Rédiger mon propre dictionnaire ? Fallait oser. Et il l’a fait !
Bataclan : Une démocratie ne répond pas sauvagement à la sauvagerie. Une salle de spectacles, un odieux attentat, un pays en deuil, des rivières de larmes, du sang à profusion, un chagrin infini, le sentiment d’une forme d’impuissance : le Bataclan, c’est d’abord cela. Un comportement de deuil est digne et légitime.

Dupond-Moretti dénonce l’exploitation pernicieuse de l’horreur à des fins populistes et électoralistes.
Victor Hugo écrit : Souvent la foule trahit le peuple (et les élus !). Parce que la foule exige davantage de répression et de contrôle. En résulte l’état d’urgence post-attentats du 13 novembre 2015, relayé par la très controversée loi antiterroriste. Mais l’état d’urgence et ses mesures transposées dans le texte sécuritaire ne sont rien d’autre que l’expression du travail de la police contrôlé par la police.

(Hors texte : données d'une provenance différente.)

//! Converts provider quote summaries into [`NormalizedRecord`]s.
//!
//! Absent sections only blank out the fields that live under them; nothing in
//! here fails.

use super::quote::{QuoteSummary, RiskStatistic, TopHolding, number};
use super::record::{Holding, NormalizedRecord, RiskWindow};

/// Statistical horizons reported in the provider's risk statistics.
#[derive(Debug, Clone, Copy, PartialEq, Eq)]
pub enum RiskHorizon {
    ThreeYears,
    FiveYears,
    TenYears,
}

impl RiskHorizon {
    pub fn years(&self) -> u32 {
        match self {
            RiskHorizon::ThreeYears => 3,
            RiskHorizon::FiveYears => 5,
            RiskHorizon::TenYears => 10,
        }
    }

    /// Whether a provider year tag ("3y", "5Y", "10 years") names this horizon.
    fn matches(&self, tag: &str) -> bool {
        let digits: String = tag
            .chars()
            .skip_while(|c| !c.is_ascii_digit())
            .take_while(char::is_ascii_digit)
            .collect();
        digits.parse::<u32>().is_ok_and(|y| y == self.years())
    }
}

/// First entry tagged with `horizon`, folded into a window. No match gives an all-missing window.
pub fn risk_window(statistics: &[RiskStatistic], horizon: RiskHorizon) -> RiskWindow {
    statistics
        .iter()
        .find(|stat| stat.year.as_deref().is_some_and(|y| horizon.matches(y)))
        .map(|stat| RiskWindow {
            alpha: number(&stat.alpha),
            beta: number(&stat.beta),
            standard_deviation: number(&stat.std_dev),
            r_squared: number(&stat.r_squared),
            sharpe_ratio: number(&stat.sharpe_ratio),
        })
        .unwrap_or_default()
}

/// Entries with neither a name, a symbol nor a weight carry nothing and are skipped.
fn holding(entry: &TopHolding) -> Option<Holding> {
    let percentage = number(&entry.holding_percent);
    let name = entry.holding_name.clone().or_else(|| entry.symbol.clone());
    if name.is_none() && percentage.is_none() {
        return None;
    }
    Some(Holding {
        name: name.unwrap_or_default(),
        percentage,
    })
}

pub fn normalize(identifier: &str, raw: Option<&QuoteSummary>) -> NormalizedRecord {
    let Some(summary) = raw else {
        return NormalizedRecord::missing(identifier);
    };

    let performance = summary.fund_performance.as_ref();
    let trailing = performance.and_then(|p| p.trailing_returns.as_ref());
    let statistics = performance
        .and_then(|p| p.risk_overview_statistics.as_ref())
        .and_then(|r| r.risk_statistics.as_deref())
        .unwrap_or_default();
    let key_stats = summary.default_key_statistics.as_ref();
    let top = summary.top_holdings.as_ref();

    NormalizedRecord {
        id: Some(identifier.to_string()),
        name: summary.quote_type.as_ref().and_then(|q| q.long_name.clone()),
        return_1y: trailing.and_then(|t| number(&t.one_year)),
        return_3y: trailing.and_then(|t| number(&t.three_year)),
        return_5y: trailing.and_then(|t| number(&t.five_year)),
        return_10y: trailing.and_then(|t| number(&t.ten_year)),
        risk_3y: risk_window(statistics, RiskHorizon::ThreeYears),
        risk_5y: risk_window(statistics, RiskHorizon::FiveYears),
        risk_10y: risk_window(statistics, RiskHorizon::TenYears),
        expense_ratio: summary
            .fund_profile
            .as_ref()
            .and_then(|p| p.fees_expenses_investment.as_ref())
            .and_then(|f| number(&f.net_exp_ratio)),
        riskometer: None,
        morningstar_risk_rating: key_stats.and_then(|k| number(&k.morning_star_risk_rating)),
        morningstar_overall_rating: key_stats
            .and_then(|k| number(&k.morning_star_overall_rating)),
        no_of_stocks: top
            .and_then(|t| t.equity_holdings.as_ref())
            .and_then(|e| e.as_array())
            .map(|list| list.len() as u64),
        market_cap: summary
            .price
            .as_ref()
            .and_then(|p| number(&p.market_cap)),
        holdings: top
            .and_then(|t| t.holdings.as_ref())
            .map(|list| list.iter().filter_map(holding).collect()),
        turnover: None,
    }
}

Que l’on renforce aujourd’hui les moyens de la police et du renseignement, aucun démocrate ne peut s’y opposer. En revanche, que le travail de la police soit contrôlé par la police et non par la justice, c’est oublier ce qu’a perçu Montesquieu des hommes de pouvoir tentés d’en abuser. Il n’y a pas nécessité à cela.
Droit-de-l’hommiste, c’est la formule utilisée dès lors que vous en appelez aux droits de l’homme ! Comme si les droits de l’homme étaient acquis, comme s’il n’y avait pas 30 % de gens qui votent à l’extrême droite dans notre pays ! Il faut se méfier du tsunami de l’émotion, de la dictature de l’émotion. Il faut s’en méfier parce que le jour où nous nous éloignons de l’État de droit (droit-de-l’hommiste), des règles qui sont celles de la France pays des droits de l’homme, nous basculons dans la barbarie (des islamistes ?).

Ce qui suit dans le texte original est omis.